- City of Martinsburg
- Old Martinsburg Jail
- Location of Martinsburg, Missouri
- Coordinates: 39°6′4″N 91°38′50″W﻿ / ﻿39.10111°N 91.64722°W
- Country: United States
- State: Missouri
- County: Audrain
- Founded: 1857
- Named for: William R. Martin

Area
- • Total: 0.27 sq mi (0.71 km^{2})
- • Land: 0.27 sq mi (0.71 km^{2})
- • Water: 0 sq mi (0.00 km^{2})
- Elevation: 804 ft (245 m)

Population (2020)
- • Total: 251
- • Density: 919.0/sq mi (354.82/km^{2})
- Time zone: UTC-6 (Central (CST))
- • Summer (DST): UTC-5 (CDT)
- ZIP code: 65264
- Area code: 573
- FIPS code: 29-46460
- GNIS feature ID: 2396739

= Martinsburg, Missouri =

Martinsburg is a city in Audrain County, Missouri, United States. The population was 304 at the 2010 census.

==History==
Martinsburg was founded in 1857 and was named after its founder, William R. Martin.

==Geography==
Martinsburg is located at (39.101182, -91.647355).

According to the United States Census Bureau, the city has a total area of 0.27 sqmi, all land.

==Demographics==

Historical population
| Census | Pop. | Note | %± |
| 1880 | 225 |  | — |
| 1890 | 276 |  | 22.7% |
| 1900 | 345 |  | 25.0% |
| 1910 | 436 |  | 26.4% |
| 1920 | 510 |  | 17.0% |
| 1930 | 530 |  | 3.9% |
| 1940 | 422 |  | −20.4% |
| 1950 | 296 |  | −29.9% |
| 1960 | 330 |  | 11.5% |
| 1970 | 318 |  | −3.6% |
| 1980 | 309 |  | −2.8% |
| 1990 | 337 |  | 9.1% |
| 2000 | 326 |  | −3.3% |
| 2010 | 304 |  | −6.7% |
| 2020 | 251 |  | −17.4% |
U.S. Decennial Census

===2010 census===
As of the census of 2010, there were 304 people, 137 households, and 87 families living in the city. The population density was 1125.9 PD/sqmi. There were 152 housing units at an average density of 563.0 /sqmi. The racial makeup of the city was 98.0% White, 1.0% African American, 0.3% Asian, 0.3% from other races, and 0.3% from two or more races. Hispanic or Latino of any race were 1.3% of the population.

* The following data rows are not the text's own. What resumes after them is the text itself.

//! Health report.

use chrono::Utc;
use serde::Serialize;

use promptgate_registry::Registry;

use crate::config::GatewayConfig;

#[derive(Debug, Clone, PartialEq, Eq, Serialize)]
pub struct HealthReport {
    pub status: &'static str,
    pub service: String,
    pub version: String,
    /// The registry's own `version` field.
    pub lock_file_version: Option<String>,
    pub prompts_count: usize,
    pub immutable: bool,
    pub timestamp: String,
}

impl HealthReport {
    pub fn new(config: &GatewayConfig, registry: &Registry) -> Self {
        Self {
            status: "healthy",
            service: config.service.clone(),
            version: config.service_version.clone(),
            lock_file_version: registry.version().map(str::to_string),
            prompts_count: registry.count(),
            immutable: registry.is_immutable(),
            timestamp: Utc::now().to_rfc3339(),
        }
    }
}
//! Core trait definitions for the promptgate pipeline.
//!
//! - `AgentLookup`: read-only view of the agent registry
//! - `Verifier`: trusted gate (decides allow / deny)
//! - `AuditWriter`: trusted sink (records every decision)
//! - `DispatchTarget`: downstream action, only reached after an allow
//!
//! The dispatcher wires them together. A `DispatchTarget` is never called
//! unless the verifier returned `VerificationOutcome::Allowed` and the
//! decision was audited.

use promptgate_contracts::{
    agent::{AgentRecord, AgentSnapshot},
    dispatch::DecisionRecord,
    error::GateResult,
    verify::{VerificationOutcome, VerificationRequest},
};

/// Read-only access to the registered agents.
///
/// Implementations must be total over all string inputs: an unknown id is
/// `None`, never a panic.
pub trait AgentLookup: Send + Sync {
    fn lookup(&self, agent_id: &str) -> Option<&AgentRecord>;
}

/// The verifier: the only component that decides whether a request may pass.
///
/// Implementations must be pure and deterministic. They perform no I/O and
/// no logging of their own beyond diagnostics; auditing is the caller's job.
pub trait Verifier: Send + Sync {
    /// Decide `request` against the agents visible through `agents`.
    fn verify(&self, agents: &dyn AgentLookup, request: &VerificationRequest)
        -> VerificationOutcome;
}

/// The audit writer: the immutable decision record.
///
/// Every decision, regardless of outcome, produces exactly one
/// `DecisionRecord`. A failed write is fatal for the request: nothing is
/// dispatched and `GateError::AuditWriteFailed` is returned.
pub trait AuditWriter: Send + Sync {
    /// Append one decision record to the audit log.
    fn write(&self, record: &DecisionRecord) -> GateResult<()>;

    /// Seal the log for `session_id`. Called once at shutdown.
    fn finalize(&self, session_id: &str) -> GateResult<()>;
}

/// The action gated behind a successful verification.
///
/// Implementations may call out to a language-model API, or do nothing and
/// let the response act as an attestation.
pub trait DispatchTarget: Send + Sync {
    /// Run the downstream action for a verified agent.
    ///
    /// Returns the output to include in the response, if any.
    fn dispatch(
        &self,
        agent: &AgentSnapshot,
        record: &AgentRecord,
        payload: Option<&serde_json::Value>,
    ) -> GateResult<Option<serde_json::Value>>;
}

There were 137 households, of which 29.9% had children under the age of 18 living with them, 52.6% were married couples living together, 5.8% had a female householder with no husband present, 5.1% had a male householder with no wife present, and 36.5% were non-families. 32.8% of all households were made up of individuals, and 13.9% had someone living alone who was 65 years of age or older. The average household size was 2.22 and the average family size was 2.79.

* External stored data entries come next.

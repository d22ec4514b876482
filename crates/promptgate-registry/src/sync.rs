//! Lockfile synchronization check.
//!
//! Deployments carry more than one copy of the lockfile (the versioned
//! source of truth and the copy bundled with the service). `compare`
//! reports every way two registries disagree.

use serde::Serialize;

use crate::registry::Registry;

#[derive(Debug, Clone, PartialEq, Eq, Serialize)]
pub struct HashDrift {
    pub agent_id: String,
    pub left: String,
    pub right: String,
}

#[derive(Debug, Clone, PartialEq, Eq, Serialize)]
pub struct SyncReport {
    pub only_in_left: Vec<String>,
    pub only_in_right: Vec<String>,
    pub hash_drift: Vec<HashDrift>,
    pub version_matches: bool,
}

impl SyncReport {
    pub fn in_sync(&self) -> bool {
        self.only_in_left.is_empty()
            && self.only_in_right.is_empty()
            && self.hash_drift.is_empty()
            && self.version_matches
    }
}

/// Compare two registries agent by agent. All lists are sorted by agent id.
pub fn compare(left: &Registry, right: &Registry) -> SyncReport {
    let mut only_in_left = Vec::new();
    let mut hash_drift = Vec::new();

    for (agent_id, record) in left.records() {
        match right.lookup(agent_id) {
            None => only_in_left.push(agent_id.to_string()),
            Some(other) if other.hash != record.hash => hash_drift.push(HashDrift {
                agent_id: agent_id.to_string(),
                left: record.hash.clone(),
                right: other.hash.clone(),
            }),
            Some(_) => {}
        }
    }

    let only_in_right = right
        .agent_ids()
        .into_iter()
        .filter(|id| !left.contains(id))
        .map(str::to_string)
        .collect();

    SyncReport {
        only_in_left,
        only_in_right,
        hash_drift,
        version_matches: left.version() == right.version(),
    }
}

The median age in the city was 43.3 years. 23% of residents were under the age of 18; 5.9% were between the ages of 18 and 24; 22.4% were from 25 to 44; 24.3% were from 45 to 64; and 24.3% were 65 years of age or older. The gender makeup of the city was 52.0% male and 48.0% female.

===2000 census===
As of the census of 2000, there were 326 people, 134 households, and 97 families living in the town. The population density was 1,255.3 PD/sqmi. There were 148 housing units at an average density of 569.9 /sqmi. The racial makeup of the town was 98.16% White, 0.61% African American, and 1.23% from two or more races. Hispanic or Latino of any race were 0.61% of the population.

There were 134 households, out of which 34.3% had children under the age of 18 living with them, 61.2% were married couples living together, 6.7% had a female householder with no husband present, and 26.9% were non-families. 22.4% of all households were made up of individuals, and 11.9% had someone living alone who was 65 years of age or older. The average household size was 2.43 and the average family size was 2.86.

In the town the population was spread out, with 25.8% under the age of 18, 7.4% from 18 to 24, 29.4% from 25 to 44, 21.5% from 45 to 64, and 16.0% who were 65 years of age or older. The median age was 38 years. For every 100 females, there were 107.6 males. For every 100 females age 18 and over, there were 112.3 males.

The median income for a household in the town was $31,442, and the median income for a family was $33,125. Males had a median income of $22,917 versus $23,438 for females. The per capita income for the town was $17,562. About 6.6% of families and 4.6% of the population were below the poverty line, including 3.4% of those under age 18 and 4.5% of those age 65 or over.

==Education==
St Joseph Elementary School in Martinsburg is a private, Roman Catholic institution.

Martinsburg has a lending library, a branch of the Mexico-Audrain Library District.